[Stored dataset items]
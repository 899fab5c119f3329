use std::sync::Arc;

use chrono::{DateTime, Utc};

/// A page the user focused, already reduced to what the tracker stores.
#[derive(Debug, Clone, PartialEq, Eq)]
pub struct PageVisit {
    /// Normalized domain, e.g. `github.com`.
    pub domain: Arc<str>,
    pub title: Option<Arc<str>>,
}

/// Represents a resolved focus change at a certain point in time. `target`
/// is `None` when focus moved somewhere untrackable: an internal page, a
/// closed tab, or away from the browser.
#[derive(Debug, Clone, PartialEq, Eq)]
pub struct FocusEvent {
    pub target: Option<PageVisit>,
    pub timestamp: DateTime<Utc>,
}
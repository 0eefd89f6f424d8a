//! Engine analysis service
//!
//! The engine-state summary and the trouble-code explanations come from an
//! external service. It is best-effort: [`Advisor`] turns every failure into a
//! fixed fallback message so callers never see an error.
//!
//! ## Usage
//!
//! ```ignore
//! let advisor = Advisor::new(HttpAnalyst::new("http://localhost:8080")?);
//! let summary = advisor.analyze(&sample).await;
//! ```

use serde::{Deserialize, Serialize};
use std::future::Future;
use std::time::Duration;
use thiserror::Error;
use tracing::warn;

use crate::decode::TelemetrySample;

/// Shown when the engine summary cannot be produced
pub const ANALYSIS_FALLBACK: &str = "Engine analysis is unavailable right now.";

/// Shown when a trouble code cannot be explained
pub const EXPLANATION_FALLBACK: &str =
    "Could not fetch an explanation for this trouble code right now.";

/// Errors from the analysis service
#[derive(Error, Debug)]
pub enum AnalysisError {
    /// Request failed or the service refused it
    #[error("Analysis service unavailable: {0}")]
    Unavailable(String),

    /// Reply had no usable text
    #[error("Analysis service returned no text")]
    Empty,
}

/// External analysis collaborator
pub trait EngineAnalyst {
    /// Summarise the engine state captured in `sample`
    fn analyze(
        &self,
        sample: &TelemetrySample,
    ) -> impl Future<Output = Result<String, AnalysisError>> + Send;

    /// Explain diagnostic trouble code `code`
    fn explain_code(&self, code: &str) -> impl Future<Output = Result<String, AnalysisError>> + Send;
}

/// Wraps an analyst so failures degrade to fallback text
pub struct Advisor<A> {
    analyst: A,
}

impl<A: EngineAnalyst> Advisor<A> {
    /// Wrap `analyst`
    pub fn new(analyst: A) -> Self {
        Self { analyst }
    }

    /// Engine summary, or [`ANALYSIS_FALLBACK`]
    pub async fn analyze(&self, sample: &TelemetrySample) -> String {
        match self.analyst.analyze(sample).await.and_then(non_empty) {
            Ok(text) => text,
            Err(e) => {
                warn!("engine analysis failed: {e}");
                ANALYSIS_FALLBACK.to_string()
            }
        }
    }

    /// Explanation for `code`, or [`EXPLANATION_FALLBACK`].
    ///
    /// A blank code is not sent and yields `None`.
    pub async fn explain_code(&self, code: &str) -> Option<String> {
        let code = code.trim();
        if code.is_empty() {
            return None;
        }
        Some(match self.analyst.explain_code(code).await.and_then(non_empty) {
            Ok(text) => text,
            Err(e) => {
                warn!(code, "trouble code explanation failed: {e}");
                EXPLANATION_FALLBACK.to_string()
            }
        })
    }
}

fn non_empty(text: String) -> Result<String, AnalysisError> {
    if text.trim().is_empty() {
        Err(AnalysisError::Empty)
    } else {
        Ok(text)
    }
}

#[derive(Debug, Serialize)]
struct ExplainRequest<'a> {
    code: &'a str,
}

#[derive(Debug, Deserialize)]
struct TextReply {
    #[serde(default)]
    text: String,
}

/// Analyst backed by an HTTP JSON service.
///
/// `POST {base}/analyze` receives the sample, `POST {base}/explain` receives
/// `{"code": ...}`; both reply `{"text": ...}`.
pub struct HttpAnalyst {
    client: reqwest::Client,
    base_url: String,
}

impl HttpAnalyst {
    /// Client for the service at `base_url`
    pub fn new(base_url: impl Into<String>) -> Result<Self, AnalysisError> {
        let client = reqwest::Client::builder()
            .user_agent("aldl-core/0.1")
            .timeout(Duration::from_secs(30))
            .build()
            .map_err(|e| AnalysisError::Unavailable(e.to_string()))?;
        Ok(Self {
            client,
            base_url: base_url.into().trim_end_matches('/').to_string(),
        })
    }

    async fn post<T: Serialize + ?Sized>(&self, path: &str, body: &T) -> Result<String, AnalysisError> {
        let url = format!("{}/{}", self.base_url, path);
        let reply: TextReply = self
            .client
            .post(&url)
            .json(body)
            .send()
            .await
            .and_then(|r| r.error_for_status())
            .map_err(|e| AnalysisError::Unavailable(e.to_string()))?
            .json()
            .await
            .map_err(|e| AnalysisError::Unavailable(e.to_string()))?;
        Ok(reply.text)
    }
}

impl EngineAnalyst for HttpAnalyst {
    async fn analyze(&self, sample: &TelemetrySample) -> Result<String, AnalysisError> {
        self.post("analyze", sample).await
    }

    async fn explain_code(&self, code: &str) -> Result<String, AnalysisError> {
        self.post("explain", &ExplainRequest { code }).await
    }
}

→ **Requirement**
Reproduce the entries above in full and exactly.

→ **Response to this task**
repository 899fab5c119f3329
use std::sync::Arc;

use chrono::{DateTime, Utc};

/// A page the user focused, already reduced to what the tracker stores.
#[derive(Debug, Clone, PartialEq, Eq)]
pub struct PageVisit {
    /// Normalized domain, e.g. `github.com`.
    pub domain: Arc<str>,
    pub title: Option<Arc<str>>,
}

/// Represents a resolved focus change at a certain point in time. `target`
/// is `None` when focus moved somewhere untrackable: an internal page, a
/// closed tab, or away from the browser.
#[derive(Debug, Clone, PartialEq, Eq)]
pub struct FocusEvent {
    pub target: Option<PageVisit>,
    pub timestamp: DateTime<Utc>,
}
repository 0eefd89f6f424d8a
//! Engine analysis service
//!
//! The engine-state summary and the trouble-code explanations come from an
//! external service. It is best-effort: [`Advisor`] turns every failure into a
//! fixed fallback message so callers never see an error.
//!
//! ## Usage
//!
//! ```ignore
//! let advisor = Advisor::new(HttpAnalyst::new("http://localhost:8080")?);
//! let summary = advisor.analyze(&sample).await;
//! ```

use serde::{Deserialize, Serialize};
use std::future::Future;
use std::time::Duration;
use thiserror::Error;
use tracing::warn;

use crate::decode::TelemetrySample;

/// Shown when the engine summary cannot be produced
pub const ANALYSIS_FALLBACK: &str = "Engine analysis is unavailable right now.";

/// Shown when a trouble code cannot be explained
pub const EXPLANATION_FALLBACK: &str =
    "Could not fetch an explanation for this trouble code right now.";

/// Errors from the analysis service
#[derive(Error, Debug)]
pub enum AnalysisError {
    /// Request failed or the service refused it
    #[error("Analysis service unavailable: {0}")]
    Unavailable(String),

    /// Reply had no usable text
    #[error("Analysis service returned no text")]
    Empty,
}

/// External analysis collaborator
pub trait EngineAnalyst {
    /// Summarise the engine state captured in `sample`
    fn analyze(
        &self,
        sample: &TelemetrySample,
    ) -> impl Future<Output = Result<String, AnalysisError>> + Send;

    /// Explain diagnostic trouble code `code`
    fn explain_code(&self, code: &str) -> impl Future<Output = Result<String, AnalysisError>> + Send;
}

/// Wraps an analyst so failures degrade to fallback text
pub struct Advisor<A> {
    analyst: A,
}

impl<A: EngineAnalyst> Advisor<A> {
    /// Wrap `analyst`
    pub fn new(analyst: A) -> Self {
        Self { analyst }
    }

    /// Engine summary, or [`ANALYSIS_FALLBACK`]
    pub async fn analyze(&self, sample: &TelemetrySample) -> String {
        match self.analyst.analyze(sample).await.and_then(non_empty) {
            Ok(text) => text,
            Err(e) => {
                warn!("engine analysis failed: {e}");
                ANALYSIS_FALLBACK.to_string()
            }
        }
    }

    /// Explanation for `code`, or [`EXPLANATION_FALLBACK`].
    ///
    /// A blank code is not sent and yields `None`.
    pub async fn explain_code(&self, code: &str) -> Option<String> {
        let code = code.trim();
        if code.is_empty() {
            return None;
        }
        Some(match self.analyst.explain_code(code).await.and_then(non_empty) {
            Ok(text) => text,
            Err(e) => {
                warn!(code, "trouble code explanation failed: {e}");
                EXPLANATION_FALLBACK.to_string()
            }
        })
    }
}

fn non_empty(text: String) -> Result<String, AnalysisError> {
    if text.trim().is_empty() {
        Err(AnalysisError::Empty)
    } else {
        Ok(text)
    }
}

#[derive(Debug, Serialize)]
struct ExplainRequest<'a> {
    code: &'a str,
}

#[derive(Debug, Deserialize)]
struct TextReply {
    #[serde(default)]
    text: String,
}

/// Analyst backed by an HTTP JSON service.
///
/// `POST {base}/analyze` receives the sample, `POST {base}/explain` receives
/// `{"code": ...}`; both reply `{"text": ...}`.
pub struct HttpAnalyst {
    client: reqwest::Client,
    base_url: String,
}

impl HttpAnalyst {
    /// Client for the service at `base_url`
    pub fn new(base_url: impl Into<String>) -> Result<Self, AnalysisError> {
        let client = reqwest::Client::builder()
            .user_agent("aldl-core/0.1")
            .timeout(Duration::from_secs(30))
            .build()
            .map_err(|e| AnalysisError::Unavailable(e.to_string()))?;
        Ok(Self {
            client,
            base_url: base_url.into().trim_end_matches('/').to_string(),
        })
    }

    async fn post<T: Serialize + ?Sized>(&self, path: &str, body: &T) -> Result<String, AnalysisError> {
        let url = format!("{}/{}", self.base_url, path);
        let reply: TextReply = self
            .client
            .post(&url)
            .json(body)
            .send()
            .await
            .and_then(|r| r.error_for_status())
            .map_err(|e| AnalysisError::Unavailable(e.to_string()))?
            .json()
            .await
            .map_err(|e| AnalysisError::Unavailable(e.to_string()))?;
        Ok(reply.text)
    }
}

impl EngineAnalyst for HttpAnalyst {
    async fn analyze(&self, sample: &TelemetrySample) -> Result<String, AnalysisError> {
        self.post("analyze", sample).await
    }

    async fn explain_code(&self, code: &str) -> Result<String, AnalysisError> {
        self.post("explain", &ExplainRequest { code }).await
    }
}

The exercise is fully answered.